Otto Neurath - The Language of the Global Polis
Otto Neurath - The Language of the Global Polis
Otto Neurath - The Language of the Global Polis
Nader Vossoughian
NAI Publishers. 2008
1st Edition Hardback. 176 pp
Austrian sociologist Otto Neurath was a seminal Modernist figure. Much attention has been given to his achievements in the fields of graphic design and philosophy (Neurath was a member of the Vienna Circle, founder of the Museum of Society and Economy, inventor of the ISOTYPE pictorial system and champion of the Unity of Science movement), yet his involvement with urbanism and architecture has been all but ignored. From 1931 onwards, Neurath collaborated with the International Congress of Modern Architecture and its chief exponents - Cornelis van Eesteren, Sigfried Giedion, Le Corbusier and Laszlo Moholy-Nagy - to develop an international language of urban planning and design. More experimentally, throughout the 1930s a fascination with visual media led to an attempt to franchise the Museum of Society and Economy by establishing international satellite museums. This volume contains a text by curator and writer Nader Vossoughian, which offers a fresh perspective on one of the most versatile intellectuals of the twentieth century.
This book traces Neurath's global understanding of the modern metropolis as a 'global polis', representing an idea about collectivity premised on cultural and linguistic universality.

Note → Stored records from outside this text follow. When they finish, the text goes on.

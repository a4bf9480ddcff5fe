//! Pricing of a selection against a catalog snapshot.

use super::{ComposerError, SelectionState};
use crate::model::{CatalogSnapshot, ItemKind};
use rust_decimal::Decimal;
use serde::Serialize;
use tracing::warn;

/// One row of the order summary.
#[derive(Debug, Clone, PartialEq, Serialize)]
#[serde(rename_all = "camelCase")]
pub struct DraftLine {
    pub kind: ItemKind,
    pub id: String,
    pub name: String,
    pub unit_price: Decimal,
    pub quantity: u32,
    pub line_total: Decimal,
    /// Calories for the whole line (per-unit calories times quantity).
    pub calories: u32,
    /// The id was not found in the catalog; the line is priced at zero.
    pub missing: bool,
}

impl DraftLine {
    fn priced(
        kind: ItemKind,
        id: String,
        name: String,
        unit_price: Decimal,
        calories: u32,
        quantity: u32,
    ) -> Self {
        Self {
            kind,
            id,
            name,
            unit_price,
            quantity,
            line_total: unit_price * Decimal::from(quantity),
            calories: calories.saturating_mul(quantity),
            missing: false,
        }
    }

    fn missing(kind: ItemKind, id: String, quantity: u32) -> Self {
        warn!(?kind, %id, "Catalog lookup miss, pricing line at zero");
        Self {
            kind,
            name: id.clone(),
            id,
            unit_price: Decimal::ZERO,
            quantity,
            line_total: Decimal::ZERO,
            calories: 0,
            missing: true,
        }
    }
}

/// The summary view of a selection: beverage line first, then condiments in
/// the order they were added.
#[derive(Debug, Clone, PartialEq, Serialize)]
#[serde(rename_all = "camelCase")]
pub struct OrderDraft {
    pub lines: Vec<DraftLine>,
    pub total_price: Decimal,
    pub total_calories: u32,
}

impl OrderDraft {
    pub fn has_missing_items(&self) -> bool {
        self.lines.iter().any(|line| line.missing)
    }
}

pub(crate) fn build(
    selection: &SelectionState,
    catalog: &CatalogSnapshot,
) -> Result<OrderDraft, ComposerError> {
    let beverage_id = selection
        .beverage
        .as_ref()
        .ok_or(ComposerError::IncompleteSelection)?;

    let mut lines = Vec::with_capacity(1 + selection.condiments.len());

    lines.push(match catalog.beverage(beverage_id) {
        Some(b) => DraftLine::priced(
            ItemKind::Beverage,
            b.id.to_string(),
            b.name.clone(),
            b.price,
            b.calories,
            1,
        ),
        None => DraftLine::missing(ItemKind::Beverage, beverage_id.to_string(), 1),
    });

    for entry in &selection.condiments {
        lines.push(match catalog.condiment(&entry.id) {
            Some(c) => DraftLine::priced(
                ItemKind::Condiment,
                c.id.to_string(),
                c.name.clone(),
                c.price,
                c.calories,
                entry.quantity,
            ),
            None => {
                DraftLine::missing(ItemKind::Condiment, entry.id.to_string(), entry.quantity)
            }
        });
    }

    let total_price = lines.iter().map(|line| line.line_total).sum();
    let total_calories = lines
        .iter()
        .fold(0u32, |acc, line| acc.saturating_add(line.calories));

    Ok(OrderDraft {
        lines,
        total_price,
        total_calories,
    })
}
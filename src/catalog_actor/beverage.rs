//! [`ActorEntity`] implementation for [`Beverage`].
//!
//! Beverages are keyed by their catalog id, so `assign_id` ignores the sequence
//! number and the actor refuses a second entry with the same id.

use super::actions::{CatalogAction, CatalogQuote};
use super::error::CatalogError;
use actor_framework::ActorEntity;
use async_trait::async_trait;
use crate::model::{Beverage, BeverageCreate, BeverageId, BeverageUpdate};
use rust_decimal::Decimal;

fn check_price(id: &BeverageId, price: Decimal) -> Result<Decimal, CatalogError> {
    if price.is_sign_negative() {
        return Err(CatalogError::InvalidPrice {
            id: id.to_string(),
            price: price.to_string(),
        });
    }
    Ok(price)
}

#[async_trait]
impl ActorEntity for Beverage {
    type Id = BeverageId;
    type Create = BeverageCreate;
    type Update = BeverageUpdate;
    type Action = CatalogAction;
    type ActionResult = CatalogQuote;
    type Context = ();
    type Error = CatalogError;

    fn assign_id(_seq: u32, params: &BeverageCreate) -> BeverageId {
        params.id.clone()
    }

    fn from_create_params(id: BeverageId, params: BeverageCreate) -> Result<Self, CatalogError> {
        let price = check_price(&id, params.price)?;
        Ok(Self {
            id,
            name: params.name,
            description: params.description,
            price,
            calories: params.calories,
            hot: params.hot,
            category: params.category,
        })
    }

    /// Applies whichever of `price`, `calories` and `description` are set.
    async fn on_update(&mut self, update: BeverageUpdate, _ctx: &()) -> Result<(), CatalogError> {
        if let Some(price) = update.price {
            self.price = check_price(&self.id, price)?;
        }
        if let Some(calories) = update.calories {
            self.calories = calories;
        }
        if let Some(description) = update.description {
            self.description = description;
        }
        Ok(())
    }

    async fn handle_action(
        &mut self,
        action: CatalogAction,
        _ctx: &(),
    ) -> Result<CatalogQuote, CatalogError> {
        match action {
            CatalogAction::Quote(0) => Err(CatalogError::InvalidQuantity(self.id.to_string())),
            CatalogAction::Quote(quantity) => Ok(CatalogQuote::new(
                &self.name,
                self.price,
                self.calories,
                quantity,
            )),
        }
    }
}
//! # Order Actor
//!
//! Stores placed orders and prices them on creation.
//!
//! ## Structure
//!
//! - [`entity`] - [`ActorEntity`](actor_framework::ActorEntity) implementation for [`Order`]
//! - [`error`] - [`OrderError`]
//! - [`actions`] - [`OrderAction::Advance`] for status changes
//! - [`new()`] - Factory function that creates the actor and client
//!
//! ## Dependencies
//!
//! The actor is created without dependencies and receives the catalog clients
//! when it is started:
//!
//! ```rust,ignore
//! let (order_actor, order_client) = order_actor::new(&config);
//! tokio::spawn(order_actor.run((beverage_client.clone(), condiment_client.clone())));
//! ```
//!
//! ## History
//!
//! Order ids come from the actor's sequence counter, so the store is ordered
//! oldest first. The actor keeps `history_capacity` orders and drops the oldest
//! when a new one pushes it over.

pub mod actions;
pub mod entity;
pub mod error;

pub use actions::*;
pub use error::*;

use crate::clients::OrderClient;
use crate::config::VendingConfig;
use crate::model::Order;
use actor_framework::ResourceActor;

/// Creates a new Order actor and its client.
pub fn new(config: &VendingConfig) -> (ResourceActor<Order>, OrderClient) {
    let (actor, generic_client) = ResourceActor::new(config.channel_buffer);
    let actor = actor.with_capacity_limit(config.history_capacity);
    (actor, OrderClient::new(generic_client))
}
//! Tokenizer for sprig source text.
//!
//! The lexer is lazy: the parser pulls one token at a time with
//! [`Lexer::next_token`] and may hand a single token back with
//! [`Lexer::push_back`]. Malformed input never fails here. Bad numbers carry a
//! NaN payload and an unclosed string becomes
//! [`TokenKind::UnterminatedString`], leaving diagnosis to the parser.
//!
//! Lexical rules:
//! - whitespace and comments (`;`, `#` or `//` to end of line) separate tokens
//! - `(`, `)`, `'` and a standalone `.` are single-character tokens
//! - a number starts with a digit, `.digit`, or a sign followed by either
//! - strings are delimited by `"`; `\` passes the next character through
//! - anything else is a symbol, classified against the reserved words

mod token;

#[cfg(test)]
mod lexer_test;

pub use token::{Token, TokenKind};

use crate::syntax::{Position, Span};
use alloc::borrow::Cow;
use alloc::string::String;
use alloc::vec::Vec;
use tracing::trace;

pub struct Lexer<'a> {
    source: &'a str,
    offset: usize,
    line: usize,
    column: usize,
    pushed: Option<Token<'a>>,
}

impl<'a> Lexer<'a> {
    pub fn new(source: &'a str) -> Self {
        Self {
            source,
            offset: 0,
            line: 1,
            column: 1,
            pushed: None,
        }
    }

    pub fn source(&self) -> &'a str {
        self.source
    }

    /// Current position, i.e. where the next unread character sits.
    pub fn position(&self) -> Position {
        Position::new(self.line, self.column)
    }

    /// Makes the next call to [`next_token`](Self::next_token) return `token`.
    ///
    /// Only one token of lookahead is supported; pushing twice replaces the
    /// earlier token.
    pub fn push_back(&mut self, token: Token<'a>) {
        debug_assert!(self.pushed.is_none(), "lexer supports one token of pushback");
        self.pushed = Some(token);
    }

    /// Returns the next token, or a [`TokenKind::End`] token once the input is
    /// exhausted (repeatedly).
    pub fn next_token(&mut self) -> Token<'a> {
        if let Some(token) = self.pushed.take() {
            return token;
        }

        self.skip_trivia();

        let pos = self.position();
        let start = self.offset;
        let Some(current) = self.peek(0) else {
            return Token::new(TokenKind::End, "", pos, Span::new(start, start));
        };

        let token = match current {
            '(' => self.single(TokenKind::Open, pos),
            ')' => self.single(TokenKind::Close, pos),
            '\'' => self.single(TokenKind::QuoteMark, pos),
            '"' => self.string(pos),
            '.' if !self.peek(1).is_some_and(|c| c.is_ascii_digit()) => {
                self.single(TokenKind::Dot, pos)
            }
            _ if self.is_number_start() => self.number(pos),
            _ => self.symbol(pos),
        };
        trace!(kind = ?token.kind, text = %token.text, %pos, "token");
        token
    }

    fn peek(&self, ahead: usize) -> Option<char> {
        self.source[self.offset..].chars().nth(ahead)
    }

    fn bump(&mut self) -> Option<char> {
        let c = self.peek(0)?;
        self.offset += c.len_utf8();
        if c == '\n' {
            self.line += 1;
            self.column = 1;
        } else {
            self.column += 1;
        }
        Some(c)
    }

    fn is_comment_start(&self) -> bool {
        match self.peek(0) {
            Some(';') | Some('#') => true,
            Some('/') => self.peek(1) == Some('/'),
            _ => false,
        }
    }

    fn skip_trivia(&mut self) {
        loop {
            while self.peek(0).is_some_and(char::is_whitespace) {
                self.bump();
            }
            if !self.is_comment_start() {
                return;
            }
            while self.peek(0).is_some_and(|c| c != '\n') {
                self.bump();
            }
        }
    }

    fn is_number_start(&self) -> bool {
        let digit = |c: Option<char>| c.is_some_and(|c| c.is_ascii_digit());
        match self.peek(0) {
            Some(c) if c.is_ascii_digit() => true,
            Some('.') => digit(self.peek(1)),
            Some('+') | Some('-') => {
                digit(self.peek(1)) || (self.peek(1) == Some('.') && digit(self.peek(2)))
            }
            _ => false,
        }
    }

    fn single(&mut self, kind: TokenKind, pos: Position) -> Token<'a> {
        let start = self.offset;
        self.bump();
        Token::new(
            kind,
            &self.source[start..self.offset],
            pos,
            Span::new(start, self.offset),
        )
    }

    /// Consumes up to the next delimiter.
    fn run(&mut self) -> &'a str {
        let start = self.offset;
        while self.peek(0).is_some_and(|c| !is_delimiter(c)) {
            self.bump();
        }
        &self.source[start..self.offset]
    }

    fn number(&mut self, pos: Position) -> Token<'a> {
        let start = self.offset;
        let text = self.run();
        let value = text.parse::<f64>().unwrap_or(f64::NAN);
        Token::number(text, value, pos, Span::new(start, self.offset))
    }

    fn symbol(&mut self, pos: Position) -> Token<'a> {
        let start = self.offset;
        let text = self.run();
        Token::new(
            TokenKind::from_word(text),
            text,
            pos,
            Span::new(start, self.offset),
        )
    }

    fn string(&mut self, pos: Position) -> Token<'a> {
        let start = self.offset;
        self.bump();
        let content_start = self.offset;
        // Only allocate once an escape shows up.
        let mut unescaped: Option<String> = None;

        loop {
            match self.peek(0) {
                None => {
                    let text = match unescaped {
                        Some(text) => Cow::Owned(text),
                        None => Cow::Borrowed(&self.source[content_start..]),
                    };
                    return Token::new(
                        TokenKind::UnterminatedString,
                        text,
                        pos,
                        Span::new(start, self.offset),
                    );
                }
                Some('"') => {
                    let content_end = self.offset;
                    self.bump();
                    let text = match unescaped {
                        Some(text) => Cow::Owned(text),
                        None => Cow::Borrowed(&self.source[content_start..content_end]),
                    };
                    return Token::new(TokenKind::String, text, pos, Span::new(start, self.offset));
                }
                Some('\\') => {
                    let buffer = unescaped.get_or_insert_with(|| {
                        String::from(&self.source[content_start..self.offset])
                    });
                    self.bump();
                    if let Some(c) = self.bump() {
                        buffer.push(c);
                    }
                }
                Some(c) => {
                    if let Some(buffer) = unescaped.as_mut() {
                        buffer.push(c);
                    }
                    self.bump();
                }
            }
        }
    }
}

fn is_delimiter(c: char) -> bool {
    c.is_whitespace() || matches!(c, '(' | ')' | '\'' | '"')
}

/// Lexes the whole input, including the trailing [`TokenKind::End`] token.
pub fn tokenize(source: &str) -> Vec<Token<'_>> {
    let mut lexer = Lexer::new(source);
    let mut tokens = Vec::new();
    loop {
        let token = lexer.next_token();
        let end = token.is_end();
        tokens.push(token);
        if end {
            return tokens;
        }
    }
}
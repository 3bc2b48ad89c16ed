//! Shared helpers for the integration tests.
//!
//! `test_case!` evaluates its input as a whole program in a fresh
//! interpreter and checks either the rendering of the last value or the
//! category and code of the error it raised.

#![allow(dead_code)]

use once_cell::sync::Lazy;
use sprig::lexer::TokenKind;
use sprig::{Error, Interpreter, Value};

/// Runs every form of `source` and hands back the interpreter so callers
/// can inspect the environment afterwards.
pub fn run(source: &str) -> (Interpreter, Result<Value, Error>) {
    let mut interpreter = Interpreter::new();
    let result = interpreter.eval_source(source);
    (interpreter, result)
}

#[allow(unused_macros)]
macro_rules! test_case {
    (
        name: $name:ident,
        input: $input:expr,
        output: $output:expr $(,)?
    ) => {
        #[test]
        fn $name() {
            let source: &str = $input;
            let (_, result) = $crate::cases::run(source);
            let value = result.unwrap_or_else(|e| {
                panic!(
                    "evaluation failed:\n{}",
                    sprig::render_error_to_string_no_color(&e, source)
                )
            });
            pretty_assertions::assert_eq!(value.to_string(), $output);
        }
    };
    (
        name: $name:ident,
        input: $input:expr,
        error: $category:ident, $code:literal $(,)?
    ) => {
        #[test]
        fn $name() {
            let source: &str = $input;
            let (interpreter, result) = $crate::cases::run(source);
            let err = match result {
                Ok(value) => panic!("expected an error, got {}", value),
                Err(e) => e,
            };
            pretty_assertions::assert_eq!(err.category, sprig::ErrorCategory::$category);
            pretty_assertions::assert_eq!(err.code(), Some($code));
            pretty_assertions::assert_eq!(interpreter.env().depth(), 1);
        }
    };
}

pub struct TokenCase {
    pub name: &'static str,
    pub input: &'static str,
    pub kinds: &'static [TokenKind],
}

pub static TOKEN_CASES: Lazy<Vec<TokenCase>> = Lazy::new(|| {
    use TokenKind::*;
    vec![
        TokenCase {
            name: "signed_number",
            input: "+345",
            kinds: &[Number, End],
        },
        TokenCase {
            name: "call",
            input: "(ADD 1 2)",
            kinds: &[Open, Symbol, Number, Number, Close, End],
        },
        TokenCase {
            name: "quote_sugar",
            input: "'(a . b)",
            kinds: &[QuoteMark, Open, Symbol, Dot, Symbol, Close, End],
        },
        TokenCase {
            name: "reserved_words",
            input: "set define nil if quote let lambda",
            kinds: &[Set, Define, Nil, If, Quote, Let, Lambda, End],
        },
        TokenCase {
            name: "reserved_words_are_case_sensitive",
            input: "IF Lambda",
            kinds: &[Symbol, Symbol, End],
        },
        TokenCase {
            name: "comments",
            input: "; one\n# two\n// three\n1 ; trailing",
            kinds: &[Number, End],
        },
        TokenCase {
            name: "strings",
            input: "\"a b\" \"open",
            kinds: &[String, UnterminatedString, End],
        },
        TokenCase {
            name: "sign_alone_is_a_symbol",
            input: "(- +)",
            kinds: &[Open, Symbol, Symbol, Close, End],
        },
    ]
});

The book first deals with Neurath's engagement with the modern metropolis, then turns to his growing fascination with visual media and the rise of the Vienna Method of Pictorial Statistics, and finally focuses on the project of the global polis and the ways in which Neurath attempted to internationalize the aims of his Museum of Society and Economy through collaborations with CIAM and Otlet, and by establishing satellite museums across the world.
Both scholarly and well written, Vossoughian's text offers a new perspective to one of the most formidable intellectuals of the interwar period, as well as fresh insights in the relation between politics and the polis in the 20th century.